What is a sensory garden?
Essentially, a sensory garden is exactly what it sounds like: a garden designed to be experienced using all five senses (touch, smell, taste, sound and sight). There isn’t a single “formula” for a sensory garden — it’s all about adding certain features to a new or existing garden to fully engage anyone who visits, providing them with an immersive experience.
How to create a sensory garden
Here are a few suggestions for sensory garden features, courtesy of Holly Crossley at Gardening Etc:
Put a scented plant at the entry point
Whether it’s a doorway, the beginning of a trail, or part of your balcony, plant something with a scent you love. Crossly suggests lavender or nepeta (otherwise known as catmint). That way, there’s an immediate signal to your brain and body that you’re entering a different kind of space.
Install a water feature
This is not as intimidating (or expensive) as it sounds — just find a container that comes in a size to fit your garden. And if your garden is on a balcony, this could be a simple bowl of water. Here’s why Crossly thinks a water feature is worth it:
Water sends sparkling shimmers across the plot as it reflects the midday sun, it welcomes dragonflies, frogs, and other wildlife, it’s refreshingly cool to the touch, and the gentle splash of a visiting bird taking a dip is surely a soothing sound for anyone.
Plant herbs you can pick and taste
When the season is right, create a small “tasting section” of your garden, full of herbs like mint, chives, basil and spearmint.
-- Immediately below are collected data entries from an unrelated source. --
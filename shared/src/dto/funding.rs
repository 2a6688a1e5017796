//! Deposit and withdrawal requests.
//!
//! Both resources share one filter type and one moderation shape
//! (`PUT /admin/{resource}/{id}/process?approved=&admin_note=`).

use chrono::{DateTime, Utc};
use serde::{Deserialize, Serialize};

use super::pagination::{push_opt, QueryParams, DEFAULT_PAGE_SIZE};
use super::ReviewStatus;

/// Pending financial action that an admin approves or rejects
#[derive(Debug, Clone, Copy, PartialEq, Eq, Hash)]
pub enum FundingKind {
    Deposit,
    Withdrawal,
}

impl FundingKind {
    /// Collection segment under `/admin`
    pub fn resource(&self) -> &'static str {
        match self {
            FundingKind::Deposit => "deposits",
            FundingKind::Withdrawal => "withdrawals",
        }
    }
}

/// Incoming funds awaiting admin approval
#[derive(Debug, Clone, Serialize, Deserialize, PartialEq)]
pub struct DepositRequest {
    pub id: String,
    pub user_id: String,
    pub amount: f64,
    pub payment_method: String,
    #[serde(default)]
    pub status: ReviewStatus,
    #[serde(default)]
    pub admin_note: Option<String>,
    pub created_at: DateTime<Utc>,
    #[serde(default)]
    pub processed_at: Option<DateTime<Utc>>,
}

/// Outgoing funds awaiting admin approval
#[derive(Debug, Clone, Serialize, Deserialize, PartialEq)]
pub struct WithdrawalRequest {
    pub id: String,
    pub user_id: String,
    pub amount: f64,
    pub withdrawal_method: String,
    pub withdrawal_address: String,
    #[serde(default)]
    pub status: ReviewStatus,
    #[serde(default)]
    pub admin_note: Option<String>,
    pub created_at: DateTime<Utc>,
    #[serde(default)]
    pub processed_at: Option<DateTime<Utc>>,
}

/// `GET /admin/deposits` and `GET /admin/withdrawals` filter
#[derive(Debug, Clone, PartialEq, Eq)]
pub struct FundingFilter {
    pub page: u32,
    pub limit: u32,
    pub status: Option<ReviewStatus>,
    pub user_id: Option<String>,
}

impl Default for FundingFilter {
    fn default() -> Self {
        Self {
            page: 1,
            limit: DEFAULT_PAGE_SIZE,
            status: None,
            user_id: None,
        }
    }
}

impl QueryParams for FundingFilter {
    fn query_pairs(&self) -> Vec<(&'static str, String)> {
        let mut pairs = vec![("page", self.page.to_string()), ("limit", self.limit.to_string())];
        push_opt(&mut pairs, "status", self.status.map(|s| s.as_str()));
        push_opt(&mut pairs, "user_id", self.user_id.as_deref());
        pairs
    }
}
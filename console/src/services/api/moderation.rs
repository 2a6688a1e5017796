//! # Moderation Endpoints
//!
//! One routine behind every approve/reject call:
//! `PUT /admin/{resource}/{id}/{action}?approved=&admin_note=`.
//! The decision always travels in the query string.

use shared::{MessageResponse, ReviewDecision};

use super::client::{segment, ApiClient};
use crate::core::error::Result;

/// Query pairs for a decision; a missing note is omitted entirely
pub fn decision_query(decision: &ReviewDecision) -> Vec<(&'static str, String)> {
    let mut query = vec![("approved", decision.approved.to_string())];
    if let Some(note) = &decision.admin_note {
        query.push(("admin_note", note.clone()));
    }
    query
}

/// Approve or reject `id` under `resource`.
#[tracing::instrument(skip(client, decision), fields(approved = decision.approved))]
pub async fn moderate(
    client: &ApiClient,
    resource: &str,
    action: &str,
    id: &str,
    decision: &ReviewDecision,
) -> Result<MessageResponse> {
    let path = format!("/{}/{}/{}", resource, segment(id), action);
    let response: MessageResponse = client.put_query(&path, &decision_query(decision)).await?;

    tracing::info!(
        resource,
        id,
        approved = decision.approved,
        "Moderation decision recorded"
    );
    Ok(response)
}
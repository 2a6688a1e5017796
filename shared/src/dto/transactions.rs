use chrono::{DateTime, Utc};
use serde::{Deserialize, Serialize};
use serde_json::{Map, Value};

use super::pagination::{push_opt, QueryParams, DEFAULT_PAGE_SIZE};

/// Ledger entry (deposit, withdrawal, purchase, staking, investment, ...)
#[derive(Debug, Clone, Serialize, Deserialize, PartialEq)]
pub struct Transaction {
    pub id: String,
    pub user_id: String,
    #[serde(rename = "type")]
    pub kind: String,
    pub amount: f64,
    pub status: String,
    #[serde(default)]
    pub metadata: Map<String, Value>,
    pub created_at: DateTime<Utc>,
}

/// `GET /admin/transactions` filter
#[derive(Debug, Clone, PartialEq, Eq)]
pub struct TransactionFilter {
    pub page: u32,
    pub limit: u32,
    pub kind: Option<String>,
    pub status: Option<String>,
    pub user_id: Option<String>,
}

impl Default for TransactionFilter {
    fn default() -> Self {
        Self {
            page: 1,
            limit: DEFAULT_PAGE_SIZE,
            kind: None,
            status: None,
            user_id: None,
        }
    }
}

impl QueryParams for TransactionFilter {
    fn query_pairs(&self) -> Vec<(&'static str, String)> {
        let mut pairs = vec![("page", self.page.to_string()), ("limit", self.limit.to_string())];
        push_opt(&mut pairs, "type", self.kind.as_deref());
        push_opt(&mut pairs, "status", self.status.as_deref());
        push_opt(&mut pairs, "user_id", self.user_id.as_deref());
        pairs
    }
}
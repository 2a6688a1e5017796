use chrono::{DateTime, Utc};
use serde::{Deserialize, Serialize};

/// Admin login request.
///
/// `totp_code` is always serialized, as `null` when absent.
#[derive(Debug, Clone, Serialize, Deserialize, PartialEq, Eq)]
pub struct AdminLoginRequest {
    pub email: String,
    pub password: String,
    pub totp_code: Option<String>,
}

/// Token pair issued on successful login
#[derive(Debug, Clone, Serialize, Deserialize, PartialEq, Eq)]
pub struct TokenResponse {
    pub access_token: String,
    #[serde(default)]
    pub refresh_token: Option<String>,
    #[serde(default = "default_token_type")]
    pub token_type: String,
}

fn default_token_type() -> String {
    "bearer".to_string()
}

/// Admin roles known to the backend
#[derive(Debug, Clone, Copy, Serialize, Deserialize, PartialEq, Eq)]
#[serde(rename_all = "snake_case")]
pub enum AdminRole {
    Admin,
    SuperAdmin,
    Moderator,
}

/// Logged-in administrator (cached alongside the session token)
#[derive(Debug, Clone, Serialize, Deserialize, PartialEq)]
pub struct AdminProfile {
    pub id: String,
    pub email: String,
    pub username: String,
    pub full_name: String,
    pub role: AdminRole,
    #[serde(default = "default_true")]
    pub is_active: bool,
    #[serde(default)]
    pub is_2fa_enabled: bool,
    #[serde(default)]
    pub last_login: Option<DateTime<Utc>>,
    pub created_at: DateTime<Utc>,
}

fn default_true() -> bool {
    true
}

/// Partial profile update; omitted fields are left unchanged server-side
#[derive(Debug, Clone, Default, Serialize, Deserialize, PartialEq, Eq)]
pub struct UpdateProfileRequest {
    #[serde(skip_serializing_if = "Option::is_none")]
    pub full_name: Option<String>,
    #[serde(skip_serializing_if = "Option::is_none")]
    pub email: Option<String>,
}

/// Password change request
#[derive(Debug, Clone, Serialize, Deserialize, PartialEq, Eq)]
pub struct ChangePasswordRequest {
    pub old_password: String,
    pub new_password: String,
}
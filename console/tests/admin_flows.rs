//! # Admin Flow Tests
//!
//! End-to-end flows through [`App`] and the real HTTP client against a mock
//! backend, with the session persisted to a scratch file.

use std::net::TcpListener;
use std::path::Path;

use admin_console::app::{App, AuthState, NotificationLevel, Page};
use admin_console::config::ConsoleConfig;
use admin_console::services::session::{FileSessionStore, SessionStore};
use mockito::Matcher;
use shared::{AdminProfile, ReviewDecision};

fn profile() -> AdminProfile {
    serde_json::from_value(serde_json::json!({
        "id": "adm-1",
        "email": "ops@example.com",
        "username": "ops",
        "full_name": "Ops Admin",
        "role": "super_admin",
        "created_at": "2024-01-01T00:00:00Z"
    }))
    .unwrap()
}

fn config(api_url: &str, session_file: &Path) -> ConsoleConfig {
    ConsoleConfig {
        api_url: api_url.to_string(),
        session_file: session_file.to_path_buf(),
        ..ConsoleConfig::default()
    }
}

/// App whose session file already holds a token and profile
fn logged_in_app(api_url: &str, session_file: &Path) -> App {
    let store = FileSessionStore::new(session_file);
    store.store_token("tok").unwrap();
    store.store_profile(&profile()).unwrap();
    App::from_config(&config(api_url, session_file)).unwrap()
}

fn user_json(id: usize, active: bool) -> serde_json::Value {
    serde_json::json!({
        "id": format!("u{}", id),
        "email": format!("alice{}@example.com", id),
        "username": format!("alice{}", id),
        "is_active": active,
        "created_at": "2024-03-01T12:00:00Z"
    })
}

fn messages(app: &App) -> Vec<(NotificationLevel, String)> {
    app.drain_notifications()
        .into_iter()
        .map(|n| (n.level, n.message))
        .collect()
}

// ========== List Page Tests ==========

#[tokio::test]
async fn test_user_search_single_page_disables_navigation() {
    // Arrange
    let dir = tempfile::tempdir().unwrap();
    let mut server = mockito::Server::new_async().await;
    let users: Vec<_> = (0..12).map(|i| user_json(i, true)).collect();
    let mock = server
        .mock("GET", "/admin/users?search=alice&page=1&limit=20")
        .match_header("authorization", "Bearer tok")
        .with_status(200)
        .with_body(serde_json::json!({ "users": users, "page": 1, "pages": 1 }).to_string())
        .expect(1)
        .create_async()
        .await;
    let mut app = logged_in_app(&server.url(), &dir.path().join("session.json"));
    app.navigate(Page::Users);

    // Act
    app.users.open(1, "alice").await;

    // Assert
    let state = app.users.snapshot();
    assert_eq!(state.items.len(), 12);
    assert_eq!(state.total_pages, 1);
    assert!(!state.can_go_prev());
    assert!(!state.can_go_next());
    assert!(!state.loading);
    mock.assert_async().await;
}

#[tokio::test]
async fn test_user_deactivation_refetches_page() {
    // Arrange
    let dir = tempfile::tempdir().unwrap();
    let mut server = mockito::Server::new_async().await;
    let list = server
        .mock("GET", "/admin/users?page=1&limit=20")
        .with_status(200)
        .with_body(serde_json::json!({ "users": [user_json(7, true)], "page": 1, "pages": 1 }).to_string())
        .expect(2)
        .create_async()
        .await;
    let toggle = server
        .mock("PUT", "/admin/users/u7/status?is_active=false")
        .with_status(200)
        .with_body(r#"{"message":"User deactivated"}"#)
        .expect(1)
        .create_async()
        .await;
    let mut app = logged_in_app(&server.url(), &dir.path().join("session.json"));
    app.navigate(Page::Users);
    assert!(app.mount_current().await);

    // Act
    app.users.set_user_active("u7", false).await.unwrap();

    // Assert
    toggle.assert_async().await;
    list.assert_async().await;
    assert!(messages(&app).contains(&(
        NotificationLevel::Success,
        "User deactivated successfully".to_string()
    )));
}

#[tokio::test]
async fn test_withdrawal_rejection_encodes_note() {
    // Arrange
    let dir = tempfile::tempdir().unwrap();
    let mut server = mockito::Server::new_async().await;
    let _list = server
        .mock("GET", Matcher::Regex(r"^/admin/withdrawals\?".to_string()))
        .with_status(200)
        .with_body(r#"{"withdrawals":[],"page":1,"pages":1}"#)
        .create_async()
        .await;
    let process = server
        .mock(
            "PUT",
            "/admin/withdrawals/42/process?approved=false&admin_note=insufficient%20funds",
        )
        .with_status(200)
        .with_body(r#"{"message":"Withdrawal rejected"}"#)
        .expect(1)
        .create_async()
        .await;
    let app = logged_in_app(&server.url(), &dir.path().join("session.json"));

    // Act
    let response = app
        .withdrawals
        .review("42", ReviewDecision::reject(Some("insufficient funds".to_string())))
        .await
        .unwrap();

    // Assert
    assert_eq!(response.message, "Withdrawal rejected");
    process.assert_async().await;
    assert!(messages(&app).contains(&(
        NotificationLevel::Success,
        "Withdrawal rejected successfully".to_string()
    )));
}

#[tokio::test]
async fn test_page_filters_map_to_resource_queries() {
    // Arrange
    let dir = tempfile::tempdir().unwrap();
    let mut server = mockito::Server::new_async().await;
    let mut mocks = Vec::new();
    for (path, key) in [
        ("/admin/kyc/pending?page=1&limit=20&user_id=u9", "submissions"),
        ("/admin/documents?page=1&limit=20&search=tax%20guide", "documents"),
        ("/admin/transactions?page=1&limit=20&type=staking", "transactions"),
        ("/admin/audit-logs?page=1&limit=20&action=login", "logs"),
    ] {
        let mut body = serde_json::json!({ "page": 1, "pages": 1 });
        body[key] = serde_json::json!([]);
        let mock = server
            .mock("GET", path)
            .with_status(200)
            .with_body(body.to_string())
            .expect(1)
            .create_async()
            .await;
        mocks.push(mock);
    }
    let app = logged_in_app(&server.url(), &dir.path().join("session.json"));

    // Act
    app.kyc.open(1, "u9").await;
    app.documents.open(1, "tax guide").await;
    app.transactions.open(1, "staking").await;
    app.audit_logs.open(1, "login").await;

    // Assert
    for mock in &mocks {
        mock.assert_async().await;
    }
    assert!(app.drain_notifications().is_empty());
}

// ========== Session Tests ==========

#[tokio::test]
async fn test_failed_login_leaves_no_session() {
    // Arrange
    let dir = tempfile::tempdir().unwrap();
    let session_file = dir.path().join("session.json");
    let mut server = mockito::Server::new_async().await;
    let _mock = server
        .mock("POST", "/admin/auth/login")
        .with_status(401)
        .with_body(r#"{"detail":"Invalid credentials"}"#)
        .create_async()
        .await;
    let app = App::from_config(&config(&server.url(), &session_file)).unwrap();

    // Act
    let result = app.auth.login("ops@example.com", "WrongPass1", None).await;

    // Assert
    assert!(result.is_err());
    assert!(!app.auth.is_authenticated());
    assert!(FileSessionStore::new(&session_file).load().unwrap().is_empty());
    assert_eq!(
        messages(&app),
        vec![(NotificationLevel::Error, "Invalid credentials".to_string())]
    );
}

#[tokio::test]
async fn test_wrong_password_keeps_existing_session() {
    // Arrange
    let dir = tempfile::tempdir().unwrap();
    let session_file = dir.path().join("session.json");
    let mut server = mockito::Server::new_async().await;
    let _mock = server
        .mock("POST", "/admin/auth/login")
        .with_status(401)
        .with_body(r#"{"detail":"Invalid credentials"}"#)
        .create_async()
        .await;
    let app = logged_in_app(&server.url(), &session_file);

    // Act
    let result = app.auth.login("ops@example.com", "WrongPass1", None).await;

    // Assert
    assert!(result.is_err());
    let stored = FileSessionStore::new(&session_file).load().unwrap();
    assert_eq!(stored.token.as_deref(), Some("tok"));
    assert_eq!(stored.profile, Some(profile()));
    assert_eq!(app.api.session().token.as_deref(), Some("tok"));
}

#[tokio::test]
async fn test_profile_failure_after_login_leaves_no_token() {
    // Arrange
    let dir = tempfile::tempdir().unwrap();
    let session_file = dir.path().join("session.json");
    let mut server = mockito::Server::new_async().await;
    let _login = server
        .mock("POST", "/admin/auth/login")
        .with_status(200)
        .with_body(r#"{"access_token":"tok-new","token_type":"bearer"}"#)
        .create_async()
        .await;
    let _profile = server
        .mock("GET", "/admin/auth/profile")
        .with_status(500)
        .with_body(r#"{"detail":"Internal server error"}"#)
        .create_async()
        .await;
    let app = App::from_config(&config(&server.url(), &session_file)).unwrap();

    // Act
    let result = app.auth.login("ops@example.com", "Secret123", None).await;

    // Assert
    assert!(result.is_err());
    assert!(!app.auth.is_authenticated());
    assert!(app.api.session().is_empty());
    assert!(FileSessionStore::new(&session_file).load().unwrap().is_empty());
}

#[tokio::test]
async fn test_logout_with_unreachable_server_clears_session() {
    // Arrange
    let port = {
        let listener = TcpListener::bind("127.0.0.1:0").unwrap();
        listener.local_addr().unwrap().port()
    };
    let dir = tempfile::tempdir().unwrap();
    let session_file = dir.path().join("session.json");
    let app = logged_in_app(&format!("http://127.0.0.1:{}/api", port), &session_file);
    assert!(app.auth.is_authenticated());

    // Act
    app.auth.logout().await;

    // Assert
    assert_eq!(app.auth.snapshot(), AuthState::default());
    assert!(app.api.session().is_empty());
    assert!(FileSessionStore::new(&session_file).load().unwrap().is_empty());
}

#[tokio::test]
async fn test_expired_token_returns_to_login() {
    // Arrange
    let dir = tempfile::tempdir().unwrap();
    let session_file = dir.path().join("session.json");
    let mut server = mockito::Server::new_async().await;
    let _mock = server
        .mock("GET", "/admin/dashboard")
        .with_status(401)
        .with_body(r#"{"detail":"Token expired"}"#)
        .create_async()
        .await;
    let app = logged_in_app(&server.url(), &session_file);

    // Act
    let mounted = app.mount_current().await;

    // Assert
    assert!(!mounted);
    assert!(!app.auth.is_authenticated());
    assert!(FileSessionStore::new(&session_file).load().unwrap().is_empty());
    assert!(messages(&app).contains(&(
        NotificationLevel::Warning,
        "Session expired, please log in again".to_string()
    )));
}

// ========== Settings Tests ==========

#[tokio::test]
async fn test_settings_edit_sends_whole_bundle() {
    // Arrange
    let dir = tempfile::tempdir().unwrap();
    let mut server = mockito::Server::new_async().await;
    let _get = server
        .mock("GET", "/admin/settings")
        .with_status(200)
        .with_body(
            serde_json::json!({
                "eth_network": "mainnet",
                "bsc_network": "mainnet",
                "staking_lock_period_days": 30,
                "withdrawal_fee_percentage": 1.5
            })
            .to_string(),
        )
        .create_async()
        .await;
    let put = server
        .mock("PUT", "/admin/settings")
        .match_body(Matcher::PartialJson(serde_json::json!({
            "eth_network": "goerli",
            "bsc_network": "mainnet",
            "staking_lock_period_days": 30
        })))
        .with_status(200)
        .with_body(r#"{"message":"Settings updated"}"#)
        .expect(1)
        .create_async()
        .await;
    let mut app = logged_in_app(&server.url(), &dir.path().join("session.json"));
    app.navigate(Page::Settings);
    assert!(app.mount_current().await);

    // Act
    app.settings.update_field("eth_network", "goerli");
    app.settings.save().await.unwrap();

    // Assert
    put.assert_async().await;
    assert!(!app.settings.snapshot().dirty);
    assert!(messages(&app).contains(&(
        NotificationLevel::Success,
        "System settings updated successfully".to_string()
    )));
}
Then, when you visit this part of your garden, you can break off a leaf and chew it to experience the flavour (ideally after giving it some sort of rinse).
Add some stachys
Better known as “lamb’s ear,” this velvety soft plant is a great way to make your sensory garden more hands-on. “They have a beautiful silvery hue, and often sport spikes of purple or white flowers come summer,” Crossley writes. “Place them around a seating area or along a pathway for a soothing touch, literally.”
Create a space to sit and take it all in
Depending on the size of your garden, you’ll want to consider adding some type of bench or chair, if possible. This will give you and your guests a place to sit down, get quiet, and listen to the sounds around you (or the lack thereof).
It’s also a place where you can take a break from whatever else you’re doing, sit down, and take a good look at everything that’s going on in your garden. Crossley recommends placing the bench or chair in a shady spot and adding a cushion.